ACTIVITY: Your reply should be the complete data, reproduced exactly.

DATA LISTING Block Start

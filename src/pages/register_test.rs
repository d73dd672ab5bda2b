use super::*;

fn candidate_form() -> RegistrationForm {
    RegistrationForm {
        role: Role::Candidate,
        email: " ada@example.com ".to_owned(),
        password: "correct-horse".to_owned(),
        confirm_password: "correct-horse".to_owned(),
        first_name: " Ada ".to_owned(),
        last_name: "Lovelace".to_owned(),
        company_name: "ignored".to_owned(),
    }
}

#[test]
fn candidate_form_builds_candidate_profile() {
    let profile = validate_registration(&candidate_form()).expect("valid form");
    assert_eq!(
        profile,
        RegistrationProfile::Candidate(CandidateProfile {
            email: "ada@example.com".to_owned(),
            password: "correct-horse".to_owned(),
            first_name: "Ada".to_owned(),
            last_name: "Lovelace".to_owned(),
        })
    );
}

#[test]
fn company_form_needs_only_company_name() {
    let form = RegistrationForm {
        role: Role::Company,
        first_name: String::new(),
        last_name: String::new(),
        company_name: "Acme".to_owned(),
        ..candidate_form()
    };
    let profile = validate_registration(&form).expect("valid form");
    assert_eq!(profile.role(), Role::Company);
    assert_eq!(profile.email(), "ada@example.com");
    assert_eq!(profile.payload()["company_name"], "Acme");
}

#[test]
fn short_password_and_mismatch_are_reported() {
    let form = RegistrationForm {
        password: "short".to_owned(),
        confirm_password: "shorter".to_owned(),
        ..candidate_form()
    };
    let errors = validate_registration(&form).expect_err("invalid form");
    assert_eq!(errors.messages_for("password"), ["Use at least 8 characters."]);
    assert_eq!(errors.messages_for("confirm_password"), ["Passwords do not match."]);
    assert!(errors.messages_for("email").is_empty());
}

#[test]
fn missing_role_fields_are_reported_per_role() {
    let candidate = RegistrationForm { first_name: "  ".to_owned(), last_name: String::new(), ..candidate_form() };
    let errors = validate_registration(&candidate).expect_err("names missing");
    assert_eq!(errors.messages_for("first_name"), ["Enter your first name."]);
    assert_eq!(errors.messages_for("last_name"), ["Enter your last name."]);

    let company = RegistrationForm { role: Role::Company, company_name: String::new(), ..candidate_form() };
    let errors = validate_registration(&company).expect_err("company name missing");
    assert_eq!(errors.messages_for("company_name"), ["Enter the company name."]);
    assert!(errors.messages_for("first_name").is_empty());
}

#[test]
fn form_fields_round_trip_through_accessors() {
    let mut form = RegistrationForm::default();
    form.set_value("company_name", "Acme".to_owned());
    form.set_value("unknown", "x".to_owned());
    assert_eq!(form.value("company_name"), "Acme");
    assert_eq!(form.value("unknown"), "");
    assert_eq!(form.role, Role::Candidate);
}
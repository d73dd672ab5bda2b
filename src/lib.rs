//! # talent-match-client
//!
//! Leptos + WASM frontend for the résumé/job matching platform.
//!
//! This crate holds the client-side session lifecycle: the session store,
//! the startup bootstrap that revalidates persisted credentials, the route
//! guard, and the account API client they share. Pages are thin views over
//! those pieces.

pub mod app;
pub mod auth;
pub mod components;
pub mod config;
pub mod net;
pub mod pages;
pub mod state;
pub mod util;

/// Browser entry point: install panic/console logging, then hydrate.
#[cfg(feature = "hydrate")]
#[wasm_bindgen::prelude::wasm_bindgen]
pub fn hydrate() {
    console_error_panic_hook::set_once();
    let level = config::ClientConfig::from_env().log_level.to_log_level();
    if let Err(e) = console_log::init_with_level(level) {
        leptos::logging::warn!("console logger already installed: {e}");
    }
    leptos::mount::hydrate_body(app::App);
}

DATA LISTING Block End

ANSWER TO THE PROBLEM:
filename src/pages/register_test.rs
repository d73dd672ab5bda2b
use super::*;

fn candidate_form() -> RegistrationForm {
    RegistrationForm {
        role: Role::Candidate,
        email: " ada@example.com ".to_owned(),
        password: "correct-horse".to_owned(),
        confirm_password: "correct-horse".to_owned(),
        first_name: " Ada ".to_owned(),
        last_name: "Lovelace".to_owned(),
        company_name: "ignored".to_owned(),
    }
}

#[test]
fn candidate_form_builds_candidate_profile() {
    let profile = validate_registration(&candidate_form()).expect("valid form");
    assert_eq!(
        profile,
        RegistrationProfile::Candidate(CandidateProfile {
            email: "ada@example.com".to_owned(),
            password: "correct-horse".to_owned(),
            first_name: "Ada".to_owned(),
            last_name: "Lovelace".to_owned(),
        })
    );
}

#[test]
fn company_form_needs_only_company_name() {
    let form = RegistrationForm {
        role: Role::Company,
        first_name: String::new(),
        last_name: String::new(),
        company_name: "Acme".to_owned(),
        ..candidate_form()
    };
    let profile = validate_registration(&form).expect("valid form");
    assert_eq!(profile.role(), Role::Company);
    assert_eq!(profile.email(), "ada@example.com");
    assert_eq!(profile.payload()["company_name"], "Acme");
}

#[test]
fn short_password_and_mismatch_are_reported() {
    let form = RegistrationForm {
        password: "short".to_owned(),
        confirm_password: "shorter".to_owned(),
        ..candidate_form()
    };
    let errors = validate_registration(&form).expect_err("invalid form");
    assert_eq!(errors.messages_for("password"), ["Use at least 8 characters."]);
    assert_eq!(errors.messages_for("confirm_password"), ["Passwords do not match."]);
    assert!(errors.messages_for("email").is_empty());
}

#[test]
fn missing_role_fields_are_reported_per_role() {
    let candidate = RegistrationForm { first_name: "  ".to_owned(), last_name: String::new(), ..candidate_form() };
    let errors = validate_registration(&candidate).expect_err("names missing");
    assert_eq!(errors.messages_for("first_name"), ["Enter your first name."]);
    assert_eq!(errors.messages_for("last_name"), ["Enter your last name."]);

    let company = RegistrationForm { role: Role::Company, company_name: String::new(), ..candidate_form() };
    let errors = validate_registration(&company).expect_err("company name missing");
    assert_eq!(errors.messages_for("company_name"), ["Enter the company name."]);
    assert!(errors.messages_for("first_name").is_empty());
}

#[test]
fn form_fields_round_trip_through_accessors() {
    let mut form = RegistrationForm::default();
    form.set_value("company_name", "Acme".to_owned());
    form.set_value("unknown", "x".to_owned());
    assert_eq!(form.value("company_name"), "Acme");
    assert_eq!(form.value("unknown"), "");
    assert_eq!(form.role, Role::Candidate);
}
repository d73dd672ab5bda2b
filename src/lib.rs
//! # talent-match-client
//!
//! Leptos + WASM frontend for the résumé/job matching platform.
//!
//! This crate holds the client-side session lifecycle: the session store,
//! the startup bootstrap that revalidates persisted credentials, the route
//! guard, and the account API client they share. Pages are thin views over
//! those pieces.

pub mod app;
pub mod auth;
pub mod components;
pub mod config;
pub mod net;
pub mod pages;
pub mod state;
pub mod util;

/// Browser entry point: install panic/console logging, then hydrate.
#[cfg(feature = "hydrate")]
#[wasm_bindgen::prelude::wasm_bindgen]
pub fn hydrate() {
    console_error_panic_hook::set_once();
    let level = config::ClientConfig::from_env().log_level.to_log_level();
    if let Err(e) = console_log::init_with_level(level) {
        leptos::logging::warn!("console logger already installed: {e}");
    }
    leptos::mount::hydrate_body(app::App);
}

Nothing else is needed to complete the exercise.